Contiuned from last week

The Government has enacted three acts to combat money laundering: the prevention of money laundering Act No. 5 of 2006, the Financial Transactions Reporting Act No.6 of 2006 and the Convention on the Suppression of Terrorist Financing Act No. 25 of 2005.

Action to prevent money laundering

The Financial Transaction Reporting Act No. 6 of 2006 has established the Financial Intelligent Unit (FIU), an independent institution within the Central Bank and acts as a national agency to collect information relating to suspicious financial transactions. This facilitates the prevention, detection, investigation and prosecution of the offence of money laundering.

Through guidelines issued by the FIU, all financial institutions are required to maintain records of transactions and correspondence for six years from the date of the transaction. Financial institutions are required to report any transaction exceeding Rs 1,000,000 to the FIU.

The section four of the Prevention of Money Laundering Act No. 5 of 2006 provides that, “it shall be deemed until the contrary is proved that any movable or immovable property acquired by a person has been derived or realised directly or indirectly from any unlawful activity or are the proceeds of any unlawful activity if such property

(a) Being money, cannot be or could not have been (i) part of the known income or receipt of such person or

(ii) Money to which his known income or receipts has or had been converted or

(b) Being property acquired with any part of his known income or receipt:

There is a presumption to say that the person who is charged with has to prove that he has purchased the said property with his money. Presumption is built against him until he proves the contrary.

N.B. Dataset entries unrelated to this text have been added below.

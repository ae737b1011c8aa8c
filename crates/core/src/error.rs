use thiserror::Error;

/// Failure of a call to one of the remote application endpoints
#[derive(Error, Debug)]
pub enum ApiError {
    /// The endpoint answered with `success: false`
    #[error("Request rejected: {}", .0.as_deref().unwrap_or("no reason given"))]
    Rejected(Option<String>),

    #[error("Transport error: {0}")]
    Transport(#[from] reqwest::Error),

    #[error("Invalid response body: {0}")]
    Decode(#[from] serde_json::Error),
}

impl ApiError {
    /// Whether the failure happened below the business layer
    /// (network, TLS, unreadable body)
    #[must_use]
    pub fn is_transport(&self) -> bool {
        !matches!(self, ApiError::Rejected(_))
    }
}

/// Validation failure of the public application form
#[derive(Error, Debug, Clone, PartialEq, Eq)]
pub enum FormError {
    #[error("Please fill in the required field: {0}")]
    MissingField(&'static str),

    #[error("Invalid email address")]
    InvalidEmail,

    #[error("Loan amount must be a positive number")]
    InvalidAmount,

    #[error("Loan term must be a positive number of months")]
    InvalidTerm,
}

/// Failure of the session flag storage
#[derive(Error, Debug)]
pub enum SessionError {
    #[error("Session store I/O error: {0}")]
    Io(#[from] std::io::Error),

    #[error("Session store is corrupted: {0}")]
    Corrupted(#[from] serde_json::Error),

    #[error("Invalid session id: {0}")]
    InvalidId(#[from] uuid::Error),
}

#[cfg(test)]
mod tests {
    use super::*;

    #[test]
    fn test_rejected_message() {
        let err = ApiError::Rejected(Some("Invalid status".to_string()));
        assert_eq!(err.to_string(), "Request rejected: Invalid status");
        assert!(!err.is_transport());

        let err = ApiError::Rejected(None);
        assert_eq!(err.to_string(), "Request rejected: no reason given");
    }

    #[test]
    fn test_decode_is_transport_class() {
        let err: ApiError = serde_json::from_str::<serde_json::Value>("<html>")
            .unwrap_err()
            .into();
        assert!(err.is_transport());
    }
}
use secrecy::{ExposeSecret, SecretString};
use std::sync::Arc;

/// Admin password held by the server
///
/// The value never leaves the process: it is not logged (`Debug` is
/// redacted) and never rendered into a page.
#[derive(Debug, Clone)]
pub struct SharedSecret(Arc<SecretString>);

impl SharedSecret {
    pub fn new(secret: impl Into<String>) -> Self {
        Self(Arc::new(SecretString::from(secret.into())))
    }

    /// Compare a candidate password verbatim
    #[must_use]
    pub fn matches(&self, candidate: &str) -> bool {
        let expected = self.0.expose_secret().as_bytes();
        let candidate = candidate.as_bytes();
        if expected.len() != candidate.len() {
            return false;
        }
        // Constant time over the common length
        expected
            .iter()
            .zip(candidate)
            .fold(0u8, |acc, (a, b)| acc | (a ^ b))
            == 0
    }
}

#[cfg(test)]
mod tests {
    use super::*;

    #[test]
    fn test_matches_exactly() {
        let secret = SharedSecret::new("s3cret");
        assert!(secret.matches("s3cret"));
        assert!(!secret.matches("s3cret "));
        assert!(!secret.matches("S3CRET"));
        assert!(!secret.matches(""));
    }

    #[test]
    fn test_debug_is_redacted() {
        let secret = SharedSecret::new("s3cret");
        assert!(!format!("{secret:?}").contains("s3cret"));
    }
}
use serde::{Deserialize, Serialize};
use std::fmt;
use std::str::FromStr;

/// Review status of a loan application
///
/// The four known values are the only ones the update endpoint accepts.
/// Anything else the list endpoint returns is kept in `Other` and shown
/// verbatim instead of being rejected.
#[derive(Debug, Clone, PartialEq, Eq, Hash, Serialize, Deserialize)]
#[serde(from = "String", into = "String")]
pub enum Status {
    New,
    Processing,
    Approved,
    Rejected,
    Other(String),
}

impl Status {
    /// Known statuses in display order
    pub const KNOWN: [Status; 4] = [
        Status::New,
        Status::Processing,
        Status::Approved,
        Status::Rejected,
    ];

    /// Wire value
    #[must_use]
    pub fn as_str(&self) -> &str {
        match self {
            Status::New => "new",
            Status::Processing => "processing",
            Status::Approved => "approved",
            Status::Rejected => "rejected",
            Status::Other(raw) => raw,
        }
    }

    /// Human-readable label, raw value for unknown statuses
    #[must_use]
    pub fn label(&self) -> &str {
        match self {
            Status::New => "New",
            Status::Processing => "Processing",
            Status::Approved => "Approved",
            Status::Rejected => "Rejected",
            Status::Other(raw) => raw,
        }
    }

    #[must_use]
    pub fn is_known(&self) -> bool {
        !matches!(self, Status::Other(_))
    }
}

impl From<String> for Status {
    fn from(value: String) -> Self {
        match value.as_str() {
            "new" => Status::New,
            "processing" => Status::Processing,
            "approved" => Status::Approved,
            "rejected" => Status::Rejected,
            _ => Status::Other(value),
        }
    }
}

impl From<Status> for String {
    fn from(value: Status) -> Self {
        match value {
            Status::Other(raw) => raw,
            known => known.as_str().to_string(),
        }
    }
}

/// Parses only the four known statuses
impl FromStr for Status {
    type Err = UnknownStatus;

    fn from_str(s: &str) -> Result<Self, Self::Err> {
        match Status::from(s.to_string()) {
            Status::Other(raw) => Err(UnknownStatus(raw)),
            known => Ok(known),
        }
    }
}

impl fmt::Display for Status {
    fn fmt(&self, f: &mut fmt::Formatter<'_>) -> fmt::Result {
        f.write_str(self.as_str())
    }
}

#[derive(Debug, Clone, PartialEq, Eq, thiserror::Error)]
#[error("Unknown status '{0}'")]
pub struct UnknownStatus(pub String);

/// Loan application as returned by the list endpoint
///
/// Rows are not validated upstream, so every field but `id` decodes
/// loosely: a value of the wrong shape becomes its empty value.
#[derive(Debug, Clone, PartialEq, Serialize, Deserialize)]
pub struct Application {
    #[serde(deserialize_with = "lenient::id")]
    pub id: i64,
    #[serde(default, deserialize_with = "lenient::text")]
    pub full_name: String,
    #[serde(default, deserialize_with = "lenient::text")]
    pub phone: String,
    #[serde(default, deserialize_with = "lenient::text")]
    pub email: String,
    #[serde(default, deserialize_with = "lenient::amount")]
    pub loan_amount: Option<f64>,
    #[serde(default, deserialize_with = "lenient::term")]
    pub loan_term: Option<u32>,
    #[serde(default, deserialize_with = "lenient::optional_text")]
    pub purpose: Option<String>,
    #[serde(default = "lenient::missing_status", deserialize_with = "lenient::status")]
    pub status: Status,
    #[serde(default, deserialize_with = "lenient::text")]
    pub created_at: String,
}

mod lenient {
    use super::{Application, Status};
    use serde::de::Error;
    use serde::{Deserialize, Deserializer};
    use serde_json::Value;
    use tracing::warn;

    fn number(value: &Value) -> Option<f64> {
        let number = match value {
            Value::Number(n) => n.as_f64(),
            Value::String(s) => s.trim().parse::<f64>().ok(),
            _ => None,
        };
        number.filter(|n| n.is_finite())
    }

    fn plain_text(value: Value) -> Option<String> {
        match value {
            Value::String(s) => Some(s),
            Value::Number(n) => Some(n.to_string()),
            Value::Bool(b) => Some(b.to_string()),
            _ => None,
        }
    }

    pub fn id<'de, D: Deserializer<'de>>(deserializer: D) -> Result<i64, D::Error> {
        match Value::deserialize(deserializer)? {
            Value::Number(n) => n.as_i64(),
            Value::String(s) => s.trim().parse().ok(),
            _ => None,
        }
        .ok_or_else(|| D::Error::custom("application id is not an integer"))
    }

    pub fn text<'de, D: Deserializer<'de>>(deserializer: D) -> Result<String, D::Error> {
        Ok(plain_text(Value::deserialize(deserializer)?).unwrap_or_default())
    }

    pub fn optional_text<'de, D: Deserializer<'de>>(
        deserializer: D,
    ) -> Result<Option<String>, D::Error> {
        Ok(plain_text(Value::deserialize(deserializer)?))
    }

    pub fn amount<'de, D: Deserializer<'de>>(deserializer: D) -> Result<Option<f64>, D::Error> {
        Ok(number(&Value::deserialize(deserializer)?))
    }

    /// Whole months; fractional values are rounded
    #[allow(clippy::cast_possible_truncation, clippy::cast_sign_loss)]
    pub fn term<'de, D: Deserializer<'de>>(deserializer: D) -> Result<Option<u32>, D::Error> {
        let months = number(&Value::deserialize(deserializer)?).map(f64::round);
        Ok(months
            .filter(|m| (0.0..=f64::from(u32::MAX)).contains(m))
            .map(|m| m as u32))
    }

    pub fn status<'de, D: Deserializer<'de>>(deserializer: D) -> Result<Status, D::Error> {
        text(deserializer).map(Status::from)
    }

    pub fn missing_status() -> Status {
        Status::Other(String::new())
    }

    /// Decode list entries one by one, skipping those without a usable id
    pub fn entries<'de, D: Deserializer<'de>>(
        deserializer: D,
    ) -> Result<Option<Vec<Application>>, D::Error> {
        let Some(values) = Option::<Vec<Value>>::deserialize(deserializer)? else {
            return Ok(None);
        };
        let applications = values
            .into_iter()
            .filter_map(|value| match serde_json::from_value::<Application>(value) {
                Ok(app) => Some(app),
                Err(e) => {
                    warn!("Skipping unreadable application entry: {}", e);
                    None
                }
            })
            .collect();
        Ok(Some(applications))
    }
}

/// Number of applications per status
///
/// Unknown statuses land in `other`, so `total()` always equals the
/// number of applications counted.
#[derive(Debug, Clone, Copy, Default, PartialEq, Eq, Serialize)]
pub struct StatusCounts {
    pub new: usize,
    pub processing: usize,
    pub approved: usize,
    pub rejected: usize,
    pub other: usize,
}

impl StatusCounts {
    #[must_use]
    pub fn from_applications(applications: &[Application]) -> Self {
        applications
            .iter()
            .fold(Self::default(), |mut counts, app| {
                match app.status {
                    Status::New => counts.new += 1,
                    Status::Processing => counts.processing += 1,
                    Status::Approved => counts.approved += 1,
                    Status::Rejected => counts.rejected += 1,
                    Status::Other(_) => counts.other += 1,
                }
                counts
            })
    }

    #[must_use]
    pub fn get(&self, status: &Status) -> usize {
        match status {
            Status::New => self.new,
            Status::Processing => self.processing,
            Status::Approved => self.approved,
            Status::Rejected => self.rejected,
            Status::Other(_) => self.other,
        }
    }

    #[must_use]
    pub fn total(&self) -> usize {
        self.new + self.processing + self.approved + self.rejected + self.other
    }
}

/// Response of the list endpoint
#[derive(Debug, Clone, Serialize, Deserialize)]
pub struct ListResponse {
    #[serde(default)]
    pub success: bool,
    #[serde(
        default,
        deserialize_with = "lenient::entries",
        skip_serializing_if = "Option::is_none"
    )]
    pub applications: Option<Vec<Application>>,
    #[serde(default, skip_serializing_if = "Option::is_none")]
    pub error: Option<String>,
}

/// Body of the update endpoint
#[derive(Debug, Clone, PartialEq, Serialize, Deserialize)]
pub struct UpdateStatusRequest {
    pub id: i64,
    pub status: Status,
}

/// Response of the update endpoint
#[derive(Debug, Clone, Serialize, Deserialize)]
pub struct UpdateStatusResponse {
    #[serde(default)]
    pub success: bool,
    #[serde(default, skip_serializing_if = "Option::is_none")]
    pub error: Option<String>,
}

/// Response of the submit endpoint
#[derive(Debug, Clone, Serialize, Deserialize)]
#[serde(rename_all = "camelCase")]
pub struct SubmitApplicationResponse {
    #[serde(default)]
    pub success: bool,
    #[serde(default, skip_serializing_if = "Option::is_none")]
    pub message: Option<String>,
    #[serde(default, skip_serializing_if = "Option::is_none")]
    pub application_id: Option<i64>,
    #[serde(default, skip_serializing_if = "Option::is_none")]
    pub error: Option<String>,
}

Money Laundering Act No.5 of 2006

Under section five of the Prevention of Money Laundering Act, there is a duty of certain persons and institutions to disclose of the offence of money laundering to the Financial Intelligence Unit of the Central Bank. They are the persons, such as real estate agents, banks, casinos, gambling houses, dealers in precious, metals, lawyers, notaries, other independent legal professionals and accountants. They are bound to disclose any information with regard to money laundering in carrying out their duties when they prepare transactions for their clients.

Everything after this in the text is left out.